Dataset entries

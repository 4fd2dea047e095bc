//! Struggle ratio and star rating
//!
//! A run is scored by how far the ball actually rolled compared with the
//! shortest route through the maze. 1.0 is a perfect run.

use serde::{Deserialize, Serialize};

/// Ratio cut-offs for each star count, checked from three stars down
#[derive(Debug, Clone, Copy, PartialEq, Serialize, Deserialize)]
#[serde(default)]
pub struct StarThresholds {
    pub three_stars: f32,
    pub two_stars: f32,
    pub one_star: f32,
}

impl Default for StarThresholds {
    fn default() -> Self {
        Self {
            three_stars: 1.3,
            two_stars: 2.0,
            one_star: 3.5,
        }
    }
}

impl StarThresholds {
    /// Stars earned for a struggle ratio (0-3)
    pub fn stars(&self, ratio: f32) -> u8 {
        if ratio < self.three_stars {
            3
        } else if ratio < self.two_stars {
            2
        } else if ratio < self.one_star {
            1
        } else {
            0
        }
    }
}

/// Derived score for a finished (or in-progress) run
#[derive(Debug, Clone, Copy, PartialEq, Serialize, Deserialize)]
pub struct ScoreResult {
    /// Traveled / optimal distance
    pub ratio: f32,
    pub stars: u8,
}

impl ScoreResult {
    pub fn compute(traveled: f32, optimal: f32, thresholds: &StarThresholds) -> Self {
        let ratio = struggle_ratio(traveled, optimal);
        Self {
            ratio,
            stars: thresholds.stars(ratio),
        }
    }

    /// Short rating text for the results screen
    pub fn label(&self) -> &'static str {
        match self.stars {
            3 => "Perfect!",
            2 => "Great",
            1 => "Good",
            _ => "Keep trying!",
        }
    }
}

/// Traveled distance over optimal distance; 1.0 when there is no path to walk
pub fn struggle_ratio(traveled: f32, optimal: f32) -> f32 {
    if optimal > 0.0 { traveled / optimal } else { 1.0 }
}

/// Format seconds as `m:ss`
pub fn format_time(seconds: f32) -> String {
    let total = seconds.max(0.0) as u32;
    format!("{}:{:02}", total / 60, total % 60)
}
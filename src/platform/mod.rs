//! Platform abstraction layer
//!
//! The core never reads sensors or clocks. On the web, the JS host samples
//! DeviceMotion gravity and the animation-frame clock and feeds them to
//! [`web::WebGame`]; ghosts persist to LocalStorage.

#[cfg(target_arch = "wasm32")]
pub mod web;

*ASSIGNED TASK*
In the entries above, copy each line that contains the string "else".

*OUTPUT FOR THIS EXERCISE*
        } else if ratio < self.two_stars {
        } else if ratio < self.one_star {
        } else {
    if optimal > 0.0 { traveled / optimal } else { 1.0 }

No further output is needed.